The obligation to comply with the national provisions concerning packaging waste labelling is the responsibility of the company that places the product on a specific EU Member State market. Generally, distributors and importers undertake this role. However, it is advisable that cosmetics manufacturers are aware of these requirements.
Let’s have a look at the status of packaging waste labeling. We will mainly focus on the most common symbols used across EU Member States!
The Triman logo
Decree 2014-15733 introduces the Triman logo in France. From January 1, 2022, it will have to mandatorily appear on the labels of recyclable products – including cosmetics. The symbol aims to inform the consumer that the product must be recycled appropriately. Namely, at the end of its life cycle, the consumer has to throw away the item in the correct collection bin.
Additional provisions in France
According to Article 17 of Law 2020-105 on the Circular Economy and the fight against waste, in France, it is also compulsory to include the sorting instructions in the national language on the label.
The Industry Associations have expressed their opposition because the newly adopted Law fragments the internal market and constitutes a trade barrier, as manufacturers must realize a specific packaging for France. Conversely, a multi symbols label may confuse the consumer.

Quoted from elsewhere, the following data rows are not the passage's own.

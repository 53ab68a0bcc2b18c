use std::fmt;

use super::{relative_gap, Cost, CostStep};
use crate::pitch::{Accidental, NoteName};
use crate::tonality::Tonality;

/// `name` is a raised leading tone of `ton`, written with its scale accidental.
pub(crate) fn is_lead(ton: &Tonality, name: NoteName, accidental: Accidental) -> bool {
    ton.lead(name) && ton.accid_dia(name) == accidental
}

/// Number of printed accidental signs.
///
/// A double accidental counts two, any other printed accidental one. With
/// `lead_discount`, the raised leading tone of a minor global or local
/// tonality is not charged when written with its scale accidental.
#[derive(Debug, Clone, Copy, Default)]
pub struct AccidCost {
    accid: u32,
    lead_discount: bool,
}

impl AccidCost {
    pub fn new(lead_discount: bool) -> Self {
        Self {
            accid: 0,
            lead_discount,
        }
    }

    pub fn accid(&self) -> u32 {
        self.accid
    }

    pub fn lead_discount(&self) -> bool {
        self.lead_discount
    }

    fn discounted(&self, step: &CostStep<'_>) -> bool {
        self.lead_discount
            && (is_lead(step.global, step.name, step.accidental)
                || step
                    .local
                    .is_some_and(|local| is_lead(local, step.name, step.accidental)))
    }
}

impl PartialEq for AccidCost {
    fn eq(&self, other: &Self) -> bool {
        self.accid == other.accid
    }
}

impl Cost for AccidCost {
    fn zero(&self) -> Self {
        Self::new(self.lead_discount)
    }

    fn less(&self, other: &Self) -> bool {
        self.accid < other.accid
    }

    fn add(&mut self, other: &Self) {
        self.accid += other.accid;
    }

    fn update(&mut self, step: &CostStep<'_>) -> bool {
        if !step.print || self.discounted(step) {
            return false;
        }
        self.accid += step.accidental.weight();
        true
    }

    fn accidentals(&self) -> u32 {
        self.accid
    }

    fn dist(&self, other: &Self) -> f64 {
        relative_gap(self.accid as f64, other.accid as f64)
    }
}

impl fmt::Display for AccidCost {
    fn fmt(&self, f: &mut fmt::Formatter<'_>) -> fmt::Result {
        write!(f, "{}", self.accid)
    }
}

#[cfg(test)]
mod tests {
    use super::*;
    use crate::state::{AccidentalState, StateScope};
    use std::sync::OnceLock;

    fn blank() -> &'static AccidentalState {
        static STATE: OnceLock<AccidentalState> = OnceLock::new();
        STATE.get_or_init(|| {
            AccidentalState::from_tonality(&Tonality::major(0).unwrap(), true, StateScope::Letter)
        })
    }

    fn printed<'a>(name: NoteName, accidental: Accidental, ton: &'a Tonality) -> CostStep<'a> {
        CostStep {
            name,
            accidental,
            print: true,
            state: blank(),
            global: ton,
            local: None,
        }
    }

    #[test]
    fn test_counts_printed_accidentals() {
        let c = Tonality::major(0).unwrap();
        let zero = AccidCost::new(false);

        let mut c1 = zero.zero();
        assert!(c1.update(&printed(NoteName::F, Accidental::Sharp, &c)));
        assert_eq!(c1.accid(), 1);

        let mut c2 = zero.zero();
        assert!(c2.update(&printed(NoteName::B, Accidental::DoubleFlat, &c)));
        assert_eq!(c2.accid(), 2);

        let mut sum = c1;
        sum.add(&c1);
        assert_eq!(sum, c2);

        assert!(zero.less(&c1));
        assert!(c1.less(&c2));
        assert!(!c2.less(&c1));
    }

    #[test]
    fn test_unprinted_is_free() {
        let c = Tonality::major(0).unwrap();
        let mut cost = AccidCost::new(false);
        let step = CostStep {
            print: false,
            ..printed(NoteName::F, Accidental::Sharp, &c)
        };
        assert!(!cost.update(&step));
        assert_eq!(cost.accid(), 0);
    }

    #[test]
    fn test_lead_discount() {
        let a_minor = Tonality::minor(0).unwrap();
        let step = printed(NoteName::G, Accidental::Sharp, &a_minor);

        let mut plain = AccidCost::new(false);
        assert!(plain.update(&step));
        assert_eq!(plain.accid(), 1);

        let mut discounted = AccidCost::new(true);
        assert!(!discounted.update(&step));
        assert_eq!(discounted.accid(), 0);

        // only the raised spelling is discounted
        assert!(discounted.update(&printed(NoteName::G, Accidental::Natural, &a_minor)));
        assert_eq!(discounted.accid(), 1);
    }

    #[test]
    fn test_lead_discount_follows_the_local_tonality() {
        let c = Tonality::major(0).unwrap();
        let a_minor = Tonality::minor(0).unwrap();
        let step = CostStep {
            local: Some(&a_minor),
            ..printed(NoteName::G, Accidental::Sharp, &c)
        };

        let mut plain = AccidCost::new(false);
        assert!(plain.update(&step));

        // G# is the leading tone of the local A minor, not of C major
        let mut discounted = AccidCost::new(true);
        assert!(!discounted.update(&step));
        assert_eq!(discounted.accid(), 0);
    }
}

Furthermore, Article 62 of the French Law 2020-105 foresees a financial penalty for the use of any signs that may lead to confusion on the sorting instructions of the product. These markings are defined by a Decree of the French Ministry of the Environment. The Ministerial Order of November 30, 2020, has, for example, clarified that, among the symbols that are penalized, there is the Green Dot logo. At present, the application of this order is suspended because the French Council of State questioned the legality of the provision in light of the EU law. In particular, related to the prohibition of adopting measures having an equivalent effect to a quantitative restriction on imports. The French Supreme Administrative Court will decide on the matter in 10-18 months. At the end of the article are some updates on this matter.
The Green Dot logo
The Green Dot implies that, for the wrapping displaying the symbol, a financial contribution has been paid to a qualified national packaging recovery organization. It is important to underline that the Green Dot does not have any environmental or recycling meaning. Hence, it is not a green claim.
The European Parliament and Council Directive 94/62/EC on packaging and packaging waste provides that EU Member States, together with economic operators, must realize a system to collect and recover packaging waste. Therefore, the Packaging Recovery Organization Europe (PRO Europe) was founded, and the Green Dot logo was adopted.
The use of the Green Dot symbol is mandatory in Spain and Cyprus. In the other EU Countries that have applied the Green Dot policy, its use is voluntary (see above for its use in France).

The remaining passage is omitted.